39. Keganasan Malam

2 1 0
                                    

"Aaakh!!"

Azka mengerang kesakitan. Jantungnya tidak bisa memompa darah, akibat pasokan oksigen yang menipis. Ingin rasanya Azka mencoba melepaskan diri. Tetapi, setiap kali ia mencoba bergerak, laki-laki bertubuh kekar yang tengah mengunci setiap gerakan Azka dengan cara membuatnya tertindih ke tanah, menggunakan sikutnya untuk menekan area tulang rusuk Azka lewat area pungggungnya, semakin menekan pergerakan Azka.

Semua orang yang ada disana memilih diam. Jika mereka pergi keluar dari tempat tersebut, belum tentu akan selamat. Walaupun ada hasrat menyelamatkan laki-laki tersebut, mereka tidak bisa senekat itu melawan seorang pembunuh bayaran.

"Kuat juga, bocah."

Azka merasakan kepalanya pening bukan main. Setiap ia hendak bergerak untuk bernafas, laki-laki itu semakin menekan paru-parunya.

"Katakan selamat tinggal." Laki-laki itu melepaskan tangan Azka yang terkulai lemas tak berdaya, mengambil senjata api di dekatnya.

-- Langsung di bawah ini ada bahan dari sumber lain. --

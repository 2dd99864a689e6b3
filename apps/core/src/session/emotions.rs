//! Reduces the analyzer's emotion scores to the session's coarse categories.

use serde::{Deserialize, Serialize};
use std::fmt;

use crate::brain::{Emotion, TextAnalysis};

/// Coarse emotional category used to steer the conversation.
#[derive(Debug, Clone, Copy, PartialEq, Eq, Hash, Serialize, Deserialize)]
#[serde(rename_all = "lowercase")]
pub enum EmotionCategory {
    Anxiety,
    Depression,
    Anger,
    Grief,
    Joy,
    Confusion,
    Neutral,
}

impl EmotionCategory {
    pub fn label(&self) -> &'static str {
        match self {
            EmotionCategory::Anxiety => "anxiety",
            EmotionCategory::Depression => "depression",
            EmotionCategory::Anger => "anger",
            EmotionCategory::Grief => "grief",
            EmotionCategory::Joy => "joy",
            EmotionCategory::Confusion => "confusion",
            EmotionCategory::Neutral => "neutral",
        }
    }
}

impl fmt::Display for EmotionCategory {
    fn fmt(&self, f: &mut fmt::Formatter<'_>) -> fmt::Result {
        f.write_str(self.label())
    }
}

const ANXIETY_CUES: &[&str] = &["anxious", "panic", "worried", "nervous", "overwhelmed"];
const DEPRESSION_CUES: &[&str] = &["depressed", "hopeless", "worthless", "numb", "empty inside"];
const ANGER_CUES: &[&str] = &["angry", "furious", "rage", "pissed off"];
const GRIEF_CUES: &[&str] = &[
    "grief", "grieving", "passed away", "died", "funeral", "mourning", "lost my", "miss them",
];
const JOY_CUES: &[&str] = &["happy", "grateful", "excited", "proud"];
const CONFUSION_CUES: &[&str] = &[
    "confused", "don't know", "dont know", "not sure", "unsure", "can't decide", "uncertain",
];

fn any_cue(text_lower: &str, cues: &[&str]) -> bool {
    cues.iter().any(|c| text_lower.contains(c))
}

/// Categories for this turn, in fixed order; `[Neutral]` when nothing fires.
pub fn classify_emotions(text: &str, analysis: &TextAnalysis) -> Vec<EmotionCategory> {
    let lower = text.to_lowercase();
    let mut found = Vec::new();

    if analysis.emotion(Emotion::Anxiety) >= 0.2
        || analysis.emotion(Emotion::Fear) >= 0.4
        || any_cue(&lower, ANXIETY_CUES)
    {
        found.push(EmotionCategory::Anxiety);
    }
    if analysis.emotion(Emotion::Sadness) >= 0.4 || any_cue(&lower, DEPRESSION_CUES) {
        found.push(EmotionCategory::Depression);
    }
    if analysis.emotion(Emotion::Anger) >= 0.4 || any_cue(&lower, ANGER_CUES) {
        found.push(EmotionCategory::Anger);
    }
    if any_cue(&lower, GRIEF_CUES) {
        found.push(EmotionCategory::Grief);
    }
    if analysis.emotion(Emotion::Joy) >= 0.4 || any_cue(&lower, JOY_CUES) {
        found.push(EmotionCategory::Joy);
    }
    if any_cue(&lower, CONFUSION_CUES) {
        found.push(EmotionCategory::Confusion);
    }

    if found.is_empty() {
        found.push(EmotionCategory::Neutral);
    }
    found
}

Azka yang diberikan kesempatan tidak menyia-nyiakannya, meski dalam keadaan setengah sadar sekalipun.

Tak sampai butuh waktu kurang dari 5 detik, Darah keluar dari mulut laki-laki bertubuh kekar. Belum sempat ia mengarahkan senjata api pada Azka, laki-laki itu telah menusuknya di bagian vitalnya duluan.

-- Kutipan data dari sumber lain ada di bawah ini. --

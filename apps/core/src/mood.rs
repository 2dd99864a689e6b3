//! Mood history: what the user felt, turn by turn.

use chrono::{DateTime, Utc};
use serde::{Deserialize, Serialize};
use std::collections::BTreeMap;

use crate::brain::{Emotion, EmotionScores};
use crate::models::{Message, Role};

#[derive(Debug, Clone, PartialEq, Serialize, Deserialize)]
pub struct EmotionEntry {
    pub timestamp: DateTime<Utc>,
    /// Only emotions with a non-zero intensity.
    pub emotions: BTreeMap<Emotion, f64>,
    #[serde(default, skip_serializing_if = "Option::is_none")]
    pub note: Option<String>,
}

impl EmotionEntry {
    pub fn new(emotions: &EmotionScores, note: Option<String>) -> Self {
        Self {
            timestamp: Utc::now(),
            emotions: emotions
                .iter()
                .filter(|(_, v)| **v > 0.0)
                .map(|(e, v)| (*e, v.clamp(0.0, 1.0)))
                .collect(),
            note,
        }
    }

    /// Strongest emotion in the entry, if any.
    pub fn dominant(&self) -> Option<Emotion> {
        self.emotions
            .iter()
            .max_by(|a, b| a.1.partial_cmp(b.1).unwrap_or(std::cmp::Ordering::Equal))
            .map(|(e, _)| *e)
    }
}

/// Builds a history from the conversation log's analyzed user messages.
pub fn extract_emotion_history(messages: &[Message]) -> Vec<EmotionEntry> {
    messages
        .iter()
        .filter(|m| m.role == Role::User)
        .filter_map(|m| {
            let analysis = m.analysis.as_ref()?;
            let mut entry = EmotionEntry::new(&analysis.emotions, None);
            entry.timestamp = m.timestamp;
            Some(entry)
        })
        .filter(|e| !e.emotions.is_empty())
        .collect()
}

#[derive(Debug, Clone, PartialEq, Default, Serialize, Deserialize)]
pub struct MoodSummary {
    pub entries: usize,
    /// Mean intensity per emotion across entries where it appears.
    pub averages: BTreeMap<Emotion, f64>,
    /// Emotion most often strongest in an entry.
    pub most_frequent: Option<Emotion>,
}

pub fn summarize(history: &[EmotionEntry]) -> MoodSummary {
    let mut sums: BTreeMap<Emotion, (f64, usize)> = BTreeMap::new();
    let mut dominant_counts: BTreeMap<Emotion, usize> = BTreeMap::new();

    for entry in history {
        for (emotion, value) in &entry.emotions {
            let slot = sums.entry(*emotion).or_insert((0.0, 0));
            slot.0 += value;
            slot.1 += 1;
        }
        if let Some(d) = entry.dominant() {
            *dominant_counts.entry(d).or_insert(0) += 1;
        }
    }

    let most_frequent = dominant_counts
        .iter()
        .max_by(|a, b| a.1.cmp(b.1).then_with(|| b.0.cmp(a.0)))
        .map(|(e, _)| *e);

    MoodSummary {
        entries: history.len(),
        averages: sums
            .into_iter()
            .map(|(e, (sum, n))| (e, sum / n as f64))
            .collect(),
        most_frequent,
    }
}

Azka akhirnya muntah darah karena pergerakan kasarnya membuat paru-parunya tergores, akibat banyaknya udara yang masuk.

"Kalian ..." Azka menutup mulutnya, merasakan darah kembali mencapai puncak tenggorokannya. 

Cairan amis itu mulai keluar, membuatnya terduduk lemas di tanah. 

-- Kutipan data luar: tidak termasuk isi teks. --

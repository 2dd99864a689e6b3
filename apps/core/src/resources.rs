//! Static self-help resources surfaced every few turns.

use serde::Serialize;
use tracing::debug;

use crate::config::AppConfig;
use crate::geo::{hotlines_for, CrisisContact};
use crate::random::RandomSource;
use crate::session::{EmotionCategory, SessionState};

/// No resource before this turn.
pub const WARM_UP_TURNS: u64 = 3;
/// Resources surface on turns divisible by this.
pub const RESOURCE_INTERVAL: u64 = 6;

#[derive(Debug, Clone, Copy, PartialEq, Eq, Serialize)]
#[serde(rename_all = "snake_case")]
pub enum ResourceKind {
    CrisisContact,
    Breathing,
    Mindfulness,
    CopingStrategy,
    Quote,
    Resource,
}

/// Order of the weight arrays below.
const WEIGHTED_KINDS: [ResourceKind; 5] = [
    ResourceKind::Breathing,
    ResourceKind::Mindfulness,
    ResourceKind::CopingStrategy,
    ResourceKind::Quote,
    ResourceKind::Resource,
];

#[derive(Debug, Clone, PartialEq, Serialize)]
pub struct Resource {
    pub kind: ResourceKind,
    pub title: String,
    pub body: String,
    #[serde(skip_serializing_if = "Vec::is_empty")]
    pub contacts: Vec<CrisisContact>,
}

struct Card {
    title: &'static str,
    body: &'static str,
}

const BREATHING: &[Card] = &[
    Card {
        title: "Box breathing",
        body: "Breathe in for 4 counts, hold for 4, breathe out for 4, hold for 4. Repeat four times.",
    },
    Card {
        title: "4-7-8 breathing",
        body: "Inhale through your nose for 4 counts, hold for 7, and exhale slowly through your mouth for 8.",
    },
    Card {
        title: "Belly breathing",
        body: "Place a hand on your belly. Breathe in slowly so your hand rises, then let it fall as you breathe out.",
    },
];

const MINDFULNESS: &[Card] = &[
    Card {
        title: "5-4-3-2-1 grounding",
        body: "Name 5 things you can see, 4 you can touch, 3 you can hear, 2 you can smell and 1 you can taste.",
    },
    Card {
        title: "Body scan",
        body: "Move your attention slowly from your toes to the top of your head, noticing each sensation without judging it.",
    },
    Card {
        title: "One mindful minute",
        body: "For the next minute, simply notice your breath. When your mind wanders, gently bring it back.",
    },
];

const COPING: &[Card] = &[
    Card {
        title: "Name it to tame it",
        body: "Write down the feeling you are having in one word. Labeling an emotion can make it easier to hold.",
    },
    Card {
        title: "Small next step",
        body: "Pick one small, doable thing for the next hour: a glass of water, a short walk, a message to a friend.",
    },
    Card {
        title: "Thought check",
        body: "Ask yourself: what is the evidence for this thought, and what would I tell a friend who had it?",
    },
    Card {
        title: "Worry window",
        body: "Set aside fifteen minutes later today for worries. When one comes up now, note it and save it for then.",
    },
];

const QUOTES: &[Card] = &[
    Card {
        title: "Thich Nhat Hanh",
        body: "Feelings come and go like clouds in a windy sky. Conscious breathing is my anchor.",
    },
    Card {
        title: "Maya Angelou",
        body: "You may not control all the events that happen to you, but you can decide not to be reduced by them.",
    },
    Card {
        title: "Mary Anne Radmacher",
        body: "Courage doesn't always roar. Sometimes courage is the quiet voice at the end of the day saying, I will try again tomorrow.",
    },
    Card {
        title: "Rumi",
        body: "The wound is the place where the Light enters you.",
    },
];

const GENERAL: &[Card] = &[
    Card {
        title: "Talking to someone",
        body: "A counselor, doctor or trusted person can help you carry what you are going through. Reaching out is a strength.",
    },
    Card {
        title: "Sleep basics",
        body: "Keep a regular wake-up time, limit screens before bed and keep your bedroom cool and dark.",
    },
    Card {
        title: "Moving your body",
        body: "Even ten minutes of gentle movement can lift your mood. Try a short walk outside if you can.",
    },
];

fn cards(kind: ResourceKind) -> &'static [Card] {
    match kind {
        ResourceKind::Breathing => BREATHING,
        ResourceKind::Mindfulness => MINDFULNESS,
        ResourceKind::CopingStrategy => COPING,
        ResourceKind::Quote => QUOTES,
        ResourceKind::Resource | ResourceKind::CrisisContact => GENERAL,
    }
}

/// Weights for [`WEIGHTED_KINDS`] given the dominant emotion.
fn weights(dominant: EmotionCategory) -> [u32; 5] {
    match dominant {
        EmotionCategory::Anxiety => [4, 3, 2, 1, 1],
        EmotionCategory::Depression => [1, 1, 3, 3, 2],
        EmotionCategory::Anger => [3, 2, 3, 1, 1],
        EmotionCategory::Grief => [1, 1, 2, 3, 3],
        EmotionCategory::Joy => [1, 2, 1, 4, 1],
        EmotionCategory::Confusion | EmotionCategory::Neutral => [1, 1, 1, 1, 1],
    }
}

/// Whether a resource may surface on this turn.
pub fn is_resource_turn(turn_count: u64) -> bool {
    turn_count >= WARM_UP_TURNS && turn_count % RESOURCE_INTERVAL == 0
}

pub struct ResourceSelector {
    contacts: &'static [CrisisContact],
    rng: Box<dyn RandomSource>,
}

impl ResourceSelector {
    pub fn new(contacts: &'static [CrisisContact], rng: Box<dyn RandomSource>) -> Self {
        Self { contacts, rng }
    }

    /// Uses the configured default country's hotlines.
    pub fn from_config(config: &AppConfig, rng: Box<dyn RandomSource>) -> Self {
        Self::new(hotlines_for(&config.default_country, "US"), rng)
    }

    pub fn maybe_select_resource(
        &mut self,
        state: &SessionState,
        turn_count: u64,
    ) -> Option<Resource> {
        if !is_resource_turn(turn_count) {
            return None;
        }

        if state.crisis_detected() {
            return Some(self.crisis_resource());
        }

        let dominant = state.dominant_emotion();
        let kind = self
            .rng
            .pick_weighted(&weights(dominant))
            .map(|i| WEIGHTED_KINDS[i])
            .unwrap_or(ResourceKind::Resource);
        let pool = cards(kind);
        let card = &pool[self.rng.index(pool.len())];
        debug!(?kind, %dominant, turn_count, "Selected resource");

        Some(Resource {
            kind,
            title: card.title.to_string(),
            body: card.body.to_string(),
            contacts: vec![],
        })
    }

    fn crisis_resource(&self) -> Resource {
        Resource {
            kind: ResourceKind::CrisisContact,
            title: "You don't have to go through this alone".to_string(),
            body: "If you are in danger or thinking about ending your life, please reach out now. \
                   These lines are free, confidential and open around the clock."
                .to_string(),
            contacts: self.contacts.to_vec(),
        }
    }
}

"Sial! Ini sakit sekali,"  keluhnya.

"Tolong segera masuk ke dalam tempat penelitian," suruh Azka mencoba semampunya untuk memberikan perintah kepada para tawanan yang ada disana. 

"Tapi-" Salah satu siswa kelompok binaan konservasi yang sering meminta bantuan Azka melayangkan protes tak setuju dengan pendapat tersebut. 

"Bagi yang ingin berada di garis depan, silahkan. Yang tidak, silahkan bersembunyi."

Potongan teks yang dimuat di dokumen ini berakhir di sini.